• _DIRECTIONS_: Copy the data exactly. No line may be skipped.

··· EXTRACTED ENTRIES ···

use crate::error::ConfigError;
use crate::types::Params;

use env_logger::{Builder, Target};
use log::LevelFilter;
use ring::hmac;
use std::fs::{File, OpenOptions};
use std::io::{self, Write};
use std::path::Path;
use std::time::{Instant, SystemTime, UNIX_EPOCH};

/// Current unix timestamp in milliseconds.
pub fn get_timestamp_ms() -> u64 {
    SystemTime::now()
        .duration_since(UNIX_EPOCH)
        .map(|d| d.as_millis() as u64)
        .unwrap_or(0)
}

/// Form-urlencode parameters in the order of the map.
pub fn encode_params(params: &Params) -> String {
    url::form_urlencoded::Serializer::new(String::new())
        .extend_pairs(params.iter())
        .finish()
}

/// Lowercase hex of HMAC-SHA256 over `payload` keyed by `secret`.
pub fn sign(secret: &str, payload: &str) -> String {
    let key = hmac::Key::new(hmac::HMAC_SHA256, secret.as_bytes());
    let tag = hmac::sign(&key, payload.as_bytes());
    hex::encode(tag.as_ref())
}

/// Build the final signed query string.
/// `recvWindow` and `timestamp` are appended after the call's own parameters,
/// then the signature over everything before it.
pub fn signed_query(secret: &str, params: &Params, recv_window_ms: u64, timestamp_ms: u64) -> String {
    let mut query = encode_params(params);
    if !query.is_empty() {
        query.push('&');
    }
    query.push_str(&format!("recvWindow={}&timestamp={}", recv_window_ms, timestamp_ms));
    let signature = sign(secret, &query);
    format!("{}&signature={}", query, signature)
}

/// Mark the start of measurement.
pub fn measure_start(start: &mut Instant) {
    *start = Instant::now();
}

/// Print elapsed time since `start` if `print` is set.
pub fn measure_end(start: &Instant, print: bool) {
    if print {
        println!("(elapsed {:.3} secs)", start.elapsed().as_secs_f64());
    }
}

/// Writes every log line to stderr and to the log file.
struct TeeWriter {
    file: File,
}

impl Write for TeeWriter {
    fn write(&mut self, buf: &[u8]) -> io::Result<usize> {
        io::stderr().write_all(buf)?;
        self.file.write_all(buf)?;
        Ok(buf.len())
    }

    fn flush(&mut self) -> io::Result<()> {
        io::stderr().flush()?;
        self.file.flush()
    }
}

/// Install global logger at INFO level, overridable via RUST_LOG.
/// Lines look like `2024-01-01T00:00:00Z [INFO] futorder::session - Client initialized (testnet=true)`.
///
/// If the log file cannot be opened the logger still gets installed writing
/// to stderr only, and the open failure is returned.
pub fn init_logger(log_file: &Path) -> Result<(), ConfigError> {
    let opened = OpenOptions::new()
        .create(true)
        .append(true)
        .open(log_file)
        .map_err(|source| ConfigError::LogFile { path: log_file.to_path_buf(), source });

    let (target, opened) = match opened {
        Ok(file) => (Target::Pipe(Box::new(TeeWriter { file })), Ok(())),
        Err(e) => (Target::Stderr, Err(e)),
    };

    Builder::new()
        .filter_level(LevelFilter::Info)
        .parse_default_env()
        .format(|buf, record| {
            writeln!(buf, "{} [{}] {} - {}", buf.timestamp(), record.level(), record.target(), record.args())
        })
        .target(target)
        .try_init()
        .map_err(|e| ConfigError::Logger(e.to_string()))?;

    opened
}

#[cfg(test)]
mod tests {
    use super::*;

    // https://binance-docs.github.io/apidocs/futures/en/#signed-trade-and-user_data-endpoint-security
    const DOC_SECRET: &str = "NhqPtmdSJYdKjVHjA7PZj4Mge3R5YNiP1e3UZjInClVN65XAbvqqM6A7H5fATj0j";

    #[test]
    fn sign_matches_documented_vector() {
        let payload = "symbol=LTCBTC&side=BUY&type=LIMIT&timeInForce=GTC&quantity=1&price=0.1&recvWindow=5000&timestamp=1499827319559";
        assert_eq!(
            sign(DOC_SECRET, payload),
            "c8db56825ae71d6d79447849e617115f4a920fa2acdcab2b053c4b2838bd6b71"
        );
    }

    #[test]
    fn signed_query_appends_window_timestamp_and_signature() {
        let mut params = Params::new();
        params.insert("symbol".to_string(), "BTCUSDT".to_string());
        params.insert("side".to_string(), "BUY".to_string());

        let query = signed_query("secret", &params, 5000, 1700000000000);
        let unsigned = "side=BUY&symbol=BTCUSDT&recvWindow=5000&timestamp=1700000000000";

        assert_eq!(query, format!("{}&signature={}", unsigned, sign("secret", unsigned)));
    }

    #[test]
    fn logger_falls_back_to_stderr_when_file_cannot_be_opened() {
        let path = Path::new("/nonexistent_dir/x/trading_bot.log");

        let err = init_logger(path).unwrap_err();
        assert!(matches!(err, ConfigError::LogFile { .. }));
        assert!(err.to_string().contains("/nonexistent_dir/x/trading_bot.log"));

        assert_ne!(log::max_level(), LevelFilter::Off);
        assert!(log::log_enabled!(log::Level::Error));
    }

    #[test]
    fn signed_query_without_params() {
        let query = signed_query("secret", &Params::new(), 5000, 1);
        assert!(query.starts_with("recvWindow=5000&timestamp=1&signature="));
    }
}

···

• _WRITTEN SOLUTION_:
use crate::error::ConfigError;
use crate::types::Params;

use env_logger::{Builder, Target};
use log::LevelFilter;
use ring::hmac;
use std::fs::{File, OpenOptions};
use std::io::{self, Write};
use std::path::Path;
use std::time::{Instant, SystemTime, UNIX_EPOCH};

/// Current unix timestamp in milliseconds.
pub fn get_timestamp_ms() -> u64 {
    SystemTime::now()
        .duration_since(UNIX_EPOCH)
        .map(|d| d.as_millis() as u64)
        .unwrap_or(0)
}

/// Form-urlencode parameters in the order of the map.
pub fn encode_params(params: &Params) -> String {
    url::form_urlencoded::Serializer::new(String::new())
        .extend_pairs(params.iter())
        .finish()
}

/// Lowercase hex of HMAC-SHA256 over `payload` keyed by `secret`.
pub fn sign(secret: &str, payload: &str) -> String {
    let key = hmac::Key::new(hmac::HMAC_SHA256, secret.as_bytes());
    let tag = hmac::sign(&key, payload.as_bytes());
    hex::encode(tag.as_ref())
}

/// Build the final signed query string.
/// `recvWindow` and `timestamp` are appended after the call's own parameters,
/// then the signature over everything before it.
pub fn signed_query(secret: &str, params: &Params, recv_window_ms: u64, timestamp_ms: u64) -> String {
    let mut query = encode_params(params);
    if !query.is_empty() {
        query.push('&');
    }
    query.push_str(&format!("recvWindow={}&timestamp={}", recv_window_ms, timestamp_ms));
    let signature = sign(secret, &query);
    format!("{}&signature={}", query, signature)
}

/// Mark the start of measurement.
pub fn measure_start(start: &mut Instant) {
    *start = Instant::now();
}

/// Print elapsed time since `start` if `print` is set.
pub fn measure_end(start: &Instant, print: bool) {
    if print {
        println!("(elapsed {:.3} secs)", start.elapsed().as_secs_f64());
    }
}

/// Writes every log line to stderr and to the log file.
struct TeeWriter {
    file: File,
}

impl Write for TeeWriter {
    fn write(&mut self, buf: &[u8]) -> io::Result<usize> {
        io::stderr().write_all(buf)?;
        self.file.write_all(buf)?;
        Ok(buf.len())
    }

    fn flush(&mut self) -> io::Result<()> {
        io::stderr().flush()?;
        self.file.flush()
    }
}

/// Install global logger at INFO level, overridable via RUST_LOG.
/// Lines look like `2024-01-01T00:00:00Z [INFO] futorder::session - Client initialized (testnet=true)`.
///
/// If the log file cannot be opened the logger still gets installed writing
/// to stderr only, and the open failure is returned.
pub fn init_logger(log_file: &Path) -> Result<(), ConfigError> {
    let opened = OpenOptions::new()
        .create(true)
        .append(true)
        .open(log_file)
        .map_err(|source| ConfigError::LogFile { path: log_file.to_path_buf(), source });

    let (target, opened) = match opened {
        Ok(file) => (Target::Pipe(Box::new(TeeWriter { file })), Ok(())),
        Err(e) => (Target::Stderr, Err(e)),
    };

    Builder::new()
        .filter_level(LevelFilter::Info)
        .parse_default_env()
        .format(|buf, record| {
            writeln!(buf, "{} [{}] {} - {}", buf.timestamp(), record.level(), record.target(), record.args())
        })
        .target(target)
        .try_init()
        .map_err(|e| ConfigError::Logger(e.to_string()))?;

    opened
}

#[cfg(test)]
mod tests {
    use super::*;

    // https://binance-docs.github.io/apidocs/futures/en/#signed-trade-and-user_data-endpoint-security
    const DOC_SECRET: &str = "NhqPtmdSJYdKjVHjA7PZj4Mge3R5YNiP1e3UZjInClVN65XAbvqqM6A7H5fATj0j";

    #[test]
    fn sign_matches_documented_vector() {
        let payload = "symbol=LTCBTC&side=BUY&type=LIMIT&timeInForce=GTC&quantity=1&price=0.1&recvWindow=5000&timestamp=1499827319559";
        assert_eq!(
            sign(DOC_SECRET, payload),
            "c8db56825ae71d6d79447849e617115f4a920fa2acdcab2b053c4b2838bd6b71"
        );
    }

    #[test]
    fn signed_query_appends_window_timestamp_and_signature() {
        let mut params = Params::new();
        params.insert("symbol".to_string(), "BTCUSDT".to_string());
        params.insert("side".to_string(), "BUY".to_string());

        let query = signed_query("secret", &params, 5000, 1700000000000);
        let unsigned = "side=BUY&symbol=BTCUSDT&recvWindow=5000&timestamp=1700000000000";

        assert_eq!(query, format!("{}&signature={}", unsigned, sign("secret", unsigned)));
    }

    #[test]
    fn logger_falls_back_to_stderr_when_file_cannot_be_opened() {
        let path = Path::new("/nonexistent_dir/x/trading_bot.log");

        let err = init_logger(path).unwrap_err();
        assert!(matches!(err, ConfigError::LogFile { .. }));
        assert!(err.to_string().contains("/nonexistent_dir/x/trading_bot.log"));

        assert_ne!(log::max_level(), LevelFilter::Off);
        assert!(log::log_enabled!(log::Level::Error));
    }

    #[test]
    fn signed_query_without_params() {
        let query = signed_query("secret", &Params::new(), 5000, 1);
        assert!(query.starts_with("recvWindow=5000&timestamp=1&signature="));
    }
}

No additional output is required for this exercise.